→ Dataset

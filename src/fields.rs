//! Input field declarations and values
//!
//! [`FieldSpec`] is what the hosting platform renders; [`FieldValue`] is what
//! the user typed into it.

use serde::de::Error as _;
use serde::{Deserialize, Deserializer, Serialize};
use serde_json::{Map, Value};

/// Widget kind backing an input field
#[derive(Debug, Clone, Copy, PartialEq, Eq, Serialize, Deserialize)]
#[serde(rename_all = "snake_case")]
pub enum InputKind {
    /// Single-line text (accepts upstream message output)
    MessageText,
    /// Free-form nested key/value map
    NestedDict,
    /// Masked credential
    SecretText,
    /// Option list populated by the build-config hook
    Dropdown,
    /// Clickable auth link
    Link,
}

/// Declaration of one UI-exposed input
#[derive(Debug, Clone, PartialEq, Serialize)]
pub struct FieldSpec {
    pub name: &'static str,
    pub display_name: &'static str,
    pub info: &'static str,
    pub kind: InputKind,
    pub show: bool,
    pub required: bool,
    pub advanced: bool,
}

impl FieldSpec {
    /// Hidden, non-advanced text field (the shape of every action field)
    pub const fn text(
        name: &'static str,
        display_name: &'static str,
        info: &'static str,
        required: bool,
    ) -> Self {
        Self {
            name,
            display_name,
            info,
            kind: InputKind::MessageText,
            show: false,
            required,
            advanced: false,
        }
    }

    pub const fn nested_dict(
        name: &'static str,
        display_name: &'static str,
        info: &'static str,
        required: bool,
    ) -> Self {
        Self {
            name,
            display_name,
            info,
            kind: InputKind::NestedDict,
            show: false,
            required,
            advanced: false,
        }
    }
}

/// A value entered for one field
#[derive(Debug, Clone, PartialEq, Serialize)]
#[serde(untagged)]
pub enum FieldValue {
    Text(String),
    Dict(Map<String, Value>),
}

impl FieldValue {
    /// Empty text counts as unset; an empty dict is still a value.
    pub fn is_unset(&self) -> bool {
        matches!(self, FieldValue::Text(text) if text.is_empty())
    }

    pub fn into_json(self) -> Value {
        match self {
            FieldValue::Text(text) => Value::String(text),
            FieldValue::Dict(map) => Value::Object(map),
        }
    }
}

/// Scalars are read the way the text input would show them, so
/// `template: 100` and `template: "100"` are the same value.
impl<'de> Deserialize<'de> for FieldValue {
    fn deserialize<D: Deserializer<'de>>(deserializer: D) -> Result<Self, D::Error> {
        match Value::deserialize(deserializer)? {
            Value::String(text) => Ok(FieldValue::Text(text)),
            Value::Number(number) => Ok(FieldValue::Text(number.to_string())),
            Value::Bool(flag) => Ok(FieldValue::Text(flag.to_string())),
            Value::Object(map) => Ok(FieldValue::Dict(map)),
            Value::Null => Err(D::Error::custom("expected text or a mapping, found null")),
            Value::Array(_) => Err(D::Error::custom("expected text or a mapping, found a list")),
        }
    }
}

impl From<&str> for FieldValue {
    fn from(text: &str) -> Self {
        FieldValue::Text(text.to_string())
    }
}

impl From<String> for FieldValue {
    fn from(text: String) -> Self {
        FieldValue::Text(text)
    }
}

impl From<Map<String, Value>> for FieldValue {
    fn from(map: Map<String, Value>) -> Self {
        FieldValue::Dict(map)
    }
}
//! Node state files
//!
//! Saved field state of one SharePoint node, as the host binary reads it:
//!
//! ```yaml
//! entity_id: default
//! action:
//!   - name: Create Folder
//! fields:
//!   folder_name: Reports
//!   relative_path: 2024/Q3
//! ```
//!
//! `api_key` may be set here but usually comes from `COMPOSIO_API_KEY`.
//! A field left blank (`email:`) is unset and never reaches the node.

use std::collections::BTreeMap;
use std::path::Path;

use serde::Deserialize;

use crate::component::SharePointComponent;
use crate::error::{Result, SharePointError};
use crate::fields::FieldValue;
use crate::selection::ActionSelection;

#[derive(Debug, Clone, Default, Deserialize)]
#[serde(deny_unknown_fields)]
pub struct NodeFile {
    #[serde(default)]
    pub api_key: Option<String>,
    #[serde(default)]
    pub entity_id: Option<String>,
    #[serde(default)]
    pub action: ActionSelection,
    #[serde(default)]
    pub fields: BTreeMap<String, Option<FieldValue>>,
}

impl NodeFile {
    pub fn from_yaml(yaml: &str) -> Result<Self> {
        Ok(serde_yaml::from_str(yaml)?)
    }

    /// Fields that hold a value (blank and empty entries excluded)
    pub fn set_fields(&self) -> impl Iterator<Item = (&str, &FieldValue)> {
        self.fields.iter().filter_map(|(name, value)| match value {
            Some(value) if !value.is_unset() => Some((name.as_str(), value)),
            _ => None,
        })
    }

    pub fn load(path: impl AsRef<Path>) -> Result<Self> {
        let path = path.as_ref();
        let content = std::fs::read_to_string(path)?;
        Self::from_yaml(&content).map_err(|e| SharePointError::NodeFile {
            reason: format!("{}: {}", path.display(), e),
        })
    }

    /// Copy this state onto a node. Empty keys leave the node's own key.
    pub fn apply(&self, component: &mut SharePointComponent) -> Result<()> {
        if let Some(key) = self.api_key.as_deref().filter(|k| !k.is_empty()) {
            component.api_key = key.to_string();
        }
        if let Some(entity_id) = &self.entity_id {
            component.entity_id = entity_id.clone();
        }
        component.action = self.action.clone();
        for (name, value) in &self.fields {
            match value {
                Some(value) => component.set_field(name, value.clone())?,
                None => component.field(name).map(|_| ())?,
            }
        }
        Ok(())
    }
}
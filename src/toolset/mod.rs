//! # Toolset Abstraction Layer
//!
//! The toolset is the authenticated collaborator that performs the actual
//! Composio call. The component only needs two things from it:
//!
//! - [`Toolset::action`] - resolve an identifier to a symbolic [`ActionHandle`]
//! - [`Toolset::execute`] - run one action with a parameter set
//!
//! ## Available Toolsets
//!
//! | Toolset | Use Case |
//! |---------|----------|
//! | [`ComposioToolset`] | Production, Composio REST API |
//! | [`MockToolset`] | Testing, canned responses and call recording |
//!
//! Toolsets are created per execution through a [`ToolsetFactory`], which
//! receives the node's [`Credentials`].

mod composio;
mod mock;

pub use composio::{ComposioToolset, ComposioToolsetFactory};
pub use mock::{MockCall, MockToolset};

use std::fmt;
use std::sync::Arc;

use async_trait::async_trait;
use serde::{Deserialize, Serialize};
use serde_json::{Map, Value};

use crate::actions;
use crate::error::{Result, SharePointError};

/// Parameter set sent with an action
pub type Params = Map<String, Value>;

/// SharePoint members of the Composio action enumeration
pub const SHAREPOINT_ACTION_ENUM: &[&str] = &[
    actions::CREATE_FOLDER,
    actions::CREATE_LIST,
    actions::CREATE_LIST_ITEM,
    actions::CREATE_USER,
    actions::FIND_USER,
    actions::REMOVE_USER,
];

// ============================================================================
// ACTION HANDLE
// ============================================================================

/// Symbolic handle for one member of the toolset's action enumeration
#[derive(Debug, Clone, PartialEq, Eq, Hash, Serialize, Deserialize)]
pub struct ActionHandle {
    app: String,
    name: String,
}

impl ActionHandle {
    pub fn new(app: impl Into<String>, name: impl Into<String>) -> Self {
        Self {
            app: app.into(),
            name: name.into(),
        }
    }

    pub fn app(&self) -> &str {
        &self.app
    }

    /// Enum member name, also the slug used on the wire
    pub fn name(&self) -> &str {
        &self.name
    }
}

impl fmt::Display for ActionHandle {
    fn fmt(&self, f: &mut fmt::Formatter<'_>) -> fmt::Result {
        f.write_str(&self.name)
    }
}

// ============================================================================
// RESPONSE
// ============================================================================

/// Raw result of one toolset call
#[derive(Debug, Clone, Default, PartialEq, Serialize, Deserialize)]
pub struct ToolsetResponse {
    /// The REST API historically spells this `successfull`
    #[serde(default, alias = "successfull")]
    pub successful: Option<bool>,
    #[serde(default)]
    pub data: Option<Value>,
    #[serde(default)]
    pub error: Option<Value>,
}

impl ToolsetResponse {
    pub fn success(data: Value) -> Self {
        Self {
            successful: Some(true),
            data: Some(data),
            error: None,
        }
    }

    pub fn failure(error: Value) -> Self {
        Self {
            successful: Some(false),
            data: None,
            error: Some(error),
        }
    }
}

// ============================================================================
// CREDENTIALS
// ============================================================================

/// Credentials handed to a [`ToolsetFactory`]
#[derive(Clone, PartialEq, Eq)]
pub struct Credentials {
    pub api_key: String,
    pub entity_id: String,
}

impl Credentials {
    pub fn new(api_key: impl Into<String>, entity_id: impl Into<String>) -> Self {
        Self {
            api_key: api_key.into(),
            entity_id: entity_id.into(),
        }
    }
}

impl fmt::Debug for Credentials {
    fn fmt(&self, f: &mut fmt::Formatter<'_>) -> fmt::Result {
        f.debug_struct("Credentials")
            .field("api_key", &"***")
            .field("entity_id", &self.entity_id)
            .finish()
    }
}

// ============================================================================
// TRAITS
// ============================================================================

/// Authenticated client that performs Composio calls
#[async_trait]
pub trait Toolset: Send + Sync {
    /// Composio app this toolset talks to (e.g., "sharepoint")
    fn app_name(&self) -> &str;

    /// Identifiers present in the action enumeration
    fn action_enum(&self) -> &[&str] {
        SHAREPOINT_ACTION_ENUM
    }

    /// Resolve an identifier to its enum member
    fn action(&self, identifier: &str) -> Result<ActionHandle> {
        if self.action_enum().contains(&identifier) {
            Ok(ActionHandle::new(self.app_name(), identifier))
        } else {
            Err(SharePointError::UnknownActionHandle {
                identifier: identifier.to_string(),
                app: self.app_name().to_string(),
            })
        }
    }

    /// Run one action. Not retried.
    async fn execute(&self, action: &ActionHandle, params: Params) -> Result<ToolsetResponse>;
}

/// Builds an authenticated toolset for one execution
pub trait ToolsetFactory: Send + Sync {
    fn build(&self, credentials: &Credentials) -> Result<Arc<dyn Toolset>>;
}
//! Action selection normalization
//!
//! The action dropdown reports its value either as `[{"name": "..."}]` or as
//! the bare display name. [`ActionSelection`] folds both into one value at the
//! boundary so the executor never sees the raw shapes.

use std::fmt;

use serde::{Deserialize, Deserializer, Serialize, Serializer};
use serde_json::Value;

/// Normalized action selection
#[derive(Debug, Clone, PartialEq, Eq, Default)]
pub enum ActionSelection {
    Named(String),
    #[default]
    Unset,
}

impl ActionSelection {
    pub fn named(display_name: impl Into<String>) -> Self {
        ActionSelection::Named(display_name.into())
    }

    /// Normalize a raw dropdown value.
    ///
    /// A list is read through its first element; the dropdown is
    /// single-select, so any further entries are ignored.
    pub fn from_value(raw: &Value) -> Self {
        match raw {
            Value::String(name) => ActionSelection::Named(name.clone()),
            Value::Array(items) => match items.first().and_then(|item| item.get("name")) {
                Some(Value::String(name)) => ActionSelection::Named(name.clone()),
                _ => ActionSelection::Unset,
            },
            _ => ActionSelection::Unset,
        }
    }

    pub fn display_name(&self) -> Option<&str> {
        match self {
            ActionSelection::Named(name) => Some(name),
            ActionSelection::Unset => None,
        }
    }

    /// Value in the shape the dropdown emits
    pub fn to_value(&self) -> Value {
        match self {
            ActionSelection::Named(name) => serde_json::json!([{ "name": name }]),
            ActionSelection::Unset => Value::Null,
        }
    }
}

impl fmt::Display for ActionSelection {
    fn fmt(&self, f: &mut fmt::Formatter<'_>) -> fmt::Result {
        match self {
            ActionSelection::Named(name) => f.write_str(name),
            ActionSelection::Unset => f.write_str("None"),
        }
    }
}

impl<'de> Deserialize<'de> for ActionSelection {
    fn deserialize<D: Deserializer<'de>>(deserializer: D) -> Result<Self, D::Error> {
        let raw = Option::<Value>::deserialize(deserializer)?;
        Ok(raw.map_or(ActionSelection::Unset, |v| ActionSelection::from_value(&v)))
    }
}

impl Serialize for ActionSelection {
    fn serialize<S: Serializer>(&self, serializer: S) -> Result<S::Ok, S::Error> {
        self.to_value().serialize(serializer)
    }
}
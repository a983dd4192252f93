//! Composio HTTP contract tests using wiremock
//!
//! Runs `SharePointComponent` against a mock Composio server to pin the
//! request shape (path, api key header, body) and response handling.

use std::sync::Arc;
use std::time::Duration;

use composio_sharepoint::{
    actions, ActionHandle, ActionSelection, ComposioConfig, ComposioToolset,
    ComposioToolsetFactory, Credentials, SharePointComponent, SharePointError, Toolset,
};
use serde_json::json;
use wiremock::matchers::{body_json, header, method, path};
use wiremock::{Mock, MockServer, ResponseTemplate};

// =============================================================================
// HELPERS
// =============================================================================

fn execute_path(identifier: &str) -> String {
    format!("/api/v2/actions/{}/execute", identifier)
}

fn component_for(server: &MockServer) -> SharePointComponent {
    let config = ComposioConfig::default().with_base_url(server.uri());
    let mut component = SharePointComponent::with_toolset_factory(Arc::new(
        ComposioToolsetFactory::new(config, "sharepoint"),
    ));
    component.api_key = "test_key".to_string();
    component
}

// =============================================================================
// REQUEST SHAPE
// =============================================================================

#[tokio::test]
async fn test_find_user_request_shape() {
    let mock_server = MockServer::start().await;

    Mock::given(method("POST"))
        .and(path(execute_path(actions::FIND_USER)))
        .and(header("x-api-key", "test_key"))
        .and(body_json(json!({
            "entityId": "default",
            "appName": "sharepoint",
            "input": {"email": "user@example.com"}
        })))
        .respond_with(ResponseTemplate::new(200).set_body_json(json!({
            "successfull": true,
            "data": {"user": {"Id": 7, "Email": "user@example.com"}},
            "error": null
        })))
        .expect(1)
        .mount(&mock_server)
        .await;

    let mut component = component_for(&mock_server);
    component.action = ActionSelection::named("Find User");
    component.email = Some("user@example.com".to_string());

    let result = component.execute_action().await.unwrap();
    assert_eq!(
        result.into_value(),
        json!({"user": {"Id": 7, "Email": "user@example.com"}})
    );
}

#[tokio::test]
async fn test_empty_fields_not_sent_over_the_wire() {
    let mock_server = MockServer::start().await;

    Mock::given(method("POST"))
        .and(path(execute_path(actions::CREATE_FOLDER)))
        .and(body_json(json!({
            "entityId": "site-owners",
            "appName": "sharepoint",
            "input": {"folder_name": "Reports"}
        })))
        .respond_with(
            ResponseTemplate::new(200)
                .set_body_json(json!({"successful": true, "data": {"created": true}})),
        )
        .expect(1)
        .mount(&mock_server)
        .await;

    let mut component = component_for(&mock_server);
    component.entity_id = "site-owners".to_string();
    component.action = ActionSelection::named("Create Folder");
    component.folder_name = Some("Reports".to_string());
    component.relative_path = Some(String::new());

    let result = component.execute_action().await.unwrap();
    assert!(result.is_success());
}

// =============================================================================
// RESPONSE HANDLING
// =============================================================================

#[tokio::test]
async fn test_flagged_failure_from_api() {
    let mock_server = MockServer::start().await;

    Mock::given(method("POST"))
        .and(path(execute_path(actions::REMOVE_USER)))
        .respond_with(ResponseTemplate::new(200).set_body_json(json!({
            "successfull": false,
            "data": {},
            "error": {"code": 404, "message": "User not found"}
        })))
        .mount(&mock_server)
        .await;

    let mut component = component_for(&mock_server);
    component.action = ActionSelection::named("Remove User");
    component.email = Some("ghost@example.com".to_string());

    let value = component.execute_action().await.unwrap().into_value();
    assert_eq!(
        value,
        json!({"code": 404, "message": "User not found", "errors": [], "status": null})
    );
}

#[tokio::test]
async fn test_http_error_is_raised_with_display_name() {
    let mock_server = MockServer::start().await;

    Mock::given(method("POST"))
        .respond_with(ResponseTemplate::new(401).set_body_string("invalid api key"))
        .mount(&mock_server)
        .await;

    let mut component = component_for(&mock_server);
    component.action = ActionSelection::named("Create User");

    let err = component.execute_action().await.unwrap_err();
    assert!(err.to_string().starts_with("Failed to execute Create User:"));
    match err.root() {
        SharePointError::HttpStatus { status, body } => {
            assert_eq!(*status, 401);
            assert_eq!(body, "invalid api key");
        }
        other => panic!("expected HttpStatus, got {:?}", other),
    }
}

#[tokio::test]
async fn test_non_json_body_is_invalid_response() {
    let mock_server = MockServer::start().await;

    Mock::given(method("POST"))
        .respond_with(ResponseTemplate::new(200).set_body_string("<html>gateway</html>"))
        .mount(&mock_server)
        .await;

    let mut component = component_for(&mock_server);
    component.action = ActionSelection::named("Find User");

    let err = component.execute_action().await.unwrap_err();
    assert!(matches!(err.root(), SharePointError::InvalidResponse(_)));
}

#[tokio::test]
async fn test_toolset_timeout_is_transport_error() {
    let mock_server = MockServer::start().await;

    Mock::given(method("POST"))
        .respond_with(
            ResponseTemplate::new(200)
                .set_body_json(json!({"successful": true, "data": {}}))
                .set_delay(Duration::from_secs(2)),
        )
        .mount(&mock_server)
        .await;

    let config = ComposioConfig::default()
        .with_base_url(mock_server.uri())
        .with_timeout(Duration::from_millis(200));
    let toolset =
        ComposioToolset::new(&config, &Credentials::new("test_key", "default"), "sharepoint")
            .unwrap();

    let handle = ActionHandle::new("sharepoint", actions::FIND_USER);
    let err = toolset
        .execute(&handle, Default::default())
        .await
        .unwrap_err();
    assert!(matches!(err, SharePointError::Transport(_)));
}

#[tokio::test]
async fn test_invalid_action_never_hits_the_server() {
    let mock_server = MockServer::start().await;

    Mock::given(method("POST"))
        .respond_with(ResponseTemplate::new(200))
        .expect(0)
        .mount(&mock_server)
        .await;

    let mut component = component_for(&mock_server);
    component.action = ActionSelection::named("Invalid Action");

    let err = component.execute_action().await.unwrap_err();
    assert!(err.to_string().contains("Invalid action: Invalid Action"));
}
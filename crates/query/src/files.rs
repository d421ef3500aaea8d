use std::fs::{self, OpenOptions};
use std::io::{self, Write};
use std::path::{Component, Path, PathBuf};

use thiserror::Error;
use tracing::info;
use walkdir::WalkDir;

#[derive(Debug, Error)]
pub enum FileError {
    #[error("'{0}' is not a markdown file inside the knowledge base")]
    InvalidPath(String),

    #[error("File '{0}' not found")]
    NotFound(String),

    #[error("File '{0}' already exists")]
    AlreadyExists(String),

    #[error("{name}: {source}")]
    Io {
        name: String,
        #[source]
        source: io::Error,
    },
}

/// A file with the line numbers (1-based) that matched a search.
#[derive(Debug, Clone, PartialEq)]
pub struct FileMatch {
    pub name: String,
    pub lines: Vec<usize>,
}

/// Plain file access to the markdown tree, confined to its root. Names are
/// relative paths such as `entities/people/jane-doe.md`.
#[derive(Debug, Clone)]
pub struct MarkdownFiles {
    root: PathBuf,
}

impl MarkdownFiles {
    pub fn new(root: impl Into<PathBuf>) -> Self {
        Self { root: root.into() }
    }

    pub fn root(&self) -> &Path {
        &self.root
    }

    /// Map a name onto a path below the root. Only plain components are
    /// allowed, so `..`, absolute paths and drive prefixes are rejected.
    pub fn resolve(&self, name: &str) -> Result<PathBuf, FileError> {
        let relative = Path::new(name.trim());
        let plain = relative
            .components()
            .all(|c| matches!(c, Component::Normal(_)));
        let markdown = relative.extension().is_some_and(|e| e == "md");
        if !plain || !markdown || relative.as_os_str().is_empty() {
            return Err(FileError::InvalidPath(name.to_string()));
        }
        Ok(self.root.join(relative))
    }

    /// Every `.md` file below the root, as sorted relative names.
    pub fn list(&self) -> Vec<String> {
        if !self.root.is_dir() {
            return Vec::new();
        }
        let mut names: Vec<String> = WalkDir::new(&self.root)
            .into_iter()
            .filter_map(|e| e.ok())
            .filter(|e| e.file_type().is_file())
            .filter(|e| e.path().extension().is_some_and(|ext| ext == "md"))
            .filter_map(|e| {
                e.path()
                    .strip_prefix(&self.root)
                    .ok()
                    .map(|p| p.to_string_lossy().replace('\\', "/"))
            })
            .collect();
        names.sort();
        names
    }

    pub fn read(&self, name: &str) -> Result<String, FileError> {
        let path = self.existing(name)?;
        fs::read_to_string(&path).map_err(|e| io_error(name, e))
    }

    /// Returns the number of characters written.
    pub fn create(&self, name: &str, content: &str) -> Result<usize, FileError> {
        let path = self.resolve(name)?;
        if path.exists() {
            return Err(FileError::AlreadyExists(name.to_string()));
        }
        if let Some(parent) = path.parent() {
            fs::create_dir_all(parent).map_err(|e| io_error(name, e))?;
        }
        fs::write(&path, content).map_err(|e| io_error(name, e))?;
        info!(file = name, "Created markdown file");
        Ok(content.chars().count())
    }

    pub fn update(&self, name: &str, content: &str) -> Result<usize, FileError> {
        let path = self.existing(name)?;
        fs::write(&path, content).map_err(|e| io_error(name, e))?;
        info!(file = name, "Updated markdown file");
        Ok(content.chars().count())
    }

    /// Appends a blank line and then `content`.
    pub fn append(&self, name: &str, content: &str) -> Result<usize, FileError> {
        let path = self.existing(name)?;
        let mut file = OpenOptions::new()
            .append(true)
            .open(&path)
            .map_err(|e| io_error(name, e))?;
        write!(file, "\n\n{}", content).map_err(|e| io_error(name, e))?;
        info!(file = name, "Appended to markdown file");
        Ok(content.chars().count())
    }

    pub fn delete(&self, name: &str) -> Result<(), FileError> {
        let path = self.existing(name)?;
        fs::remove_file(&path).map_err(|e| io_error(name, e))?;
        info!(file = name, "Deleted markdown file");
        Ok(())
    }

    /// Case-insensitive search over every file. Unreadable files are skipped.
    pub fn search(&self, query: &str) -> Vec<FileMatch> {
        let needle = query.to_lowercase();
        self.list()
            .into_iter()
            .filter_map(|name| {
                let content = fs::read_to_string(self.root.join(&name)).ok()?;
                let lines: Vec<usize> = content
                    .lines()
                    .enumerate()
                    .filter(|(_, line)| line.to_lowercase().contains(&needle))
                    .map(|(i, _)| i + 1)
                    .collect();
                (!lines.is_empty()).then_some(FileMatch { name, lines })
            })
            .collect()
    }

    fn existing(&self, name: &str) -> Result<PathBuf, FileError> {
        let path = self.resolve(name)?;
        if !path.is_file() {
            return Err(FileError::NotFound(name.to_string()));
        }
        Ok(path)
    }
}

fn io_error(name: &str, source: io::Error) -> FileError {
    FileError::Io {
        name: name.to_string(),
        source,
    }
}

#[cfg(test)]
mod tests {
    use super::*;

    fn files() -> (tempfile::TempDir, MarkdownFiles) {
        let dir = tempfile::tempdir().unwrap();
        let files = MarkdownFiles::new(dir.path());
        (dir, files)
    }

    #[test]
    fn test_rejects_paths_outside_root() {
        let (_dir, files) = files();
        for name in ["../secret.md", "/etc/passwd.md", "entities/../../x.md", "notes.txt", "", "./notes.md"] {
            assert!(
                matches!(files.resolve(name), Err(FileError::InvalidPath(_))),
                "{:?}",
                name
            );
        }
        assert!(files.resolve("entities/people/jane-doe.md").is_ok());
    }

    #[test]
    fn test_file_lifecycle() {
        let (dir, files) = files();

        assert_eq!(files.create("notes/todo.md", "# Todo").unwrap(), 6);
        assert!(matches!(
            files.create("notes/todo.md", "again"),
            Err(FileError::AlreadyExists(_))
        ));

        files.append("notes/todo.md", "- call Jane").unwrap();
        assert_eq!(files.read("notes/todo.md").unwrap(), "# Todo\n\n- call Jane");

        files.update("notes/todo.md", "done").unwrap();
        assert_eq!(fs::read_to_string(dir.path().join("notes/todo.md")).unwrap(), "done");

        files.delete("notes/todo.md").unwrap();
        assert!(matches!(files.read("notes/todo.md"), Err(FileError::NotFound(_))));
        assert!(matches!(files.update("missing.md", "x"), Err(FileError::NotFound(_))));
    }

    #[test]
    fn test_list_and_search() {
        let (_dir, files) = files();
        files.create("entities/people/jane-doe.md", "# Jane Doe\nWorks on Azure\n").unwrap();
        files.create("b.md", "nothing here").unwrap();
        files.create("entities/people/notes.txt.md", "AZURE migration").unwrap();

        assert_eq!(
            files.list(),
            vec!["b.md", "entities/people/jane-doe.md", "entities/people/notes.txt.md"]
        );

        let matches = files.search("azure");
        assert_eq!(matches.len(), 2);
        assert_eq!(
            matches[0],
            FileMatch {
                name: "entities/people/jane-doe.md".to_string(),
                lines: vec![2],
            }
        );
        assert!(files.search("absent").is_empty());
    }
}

→ Exercise
Please copy every line of the material that contains the word "code".

→ Answer
            "error": {"code": 404, "message": "User not found"}
        json!({"code": 404, "message": "User not found", "errors": [], "status": null})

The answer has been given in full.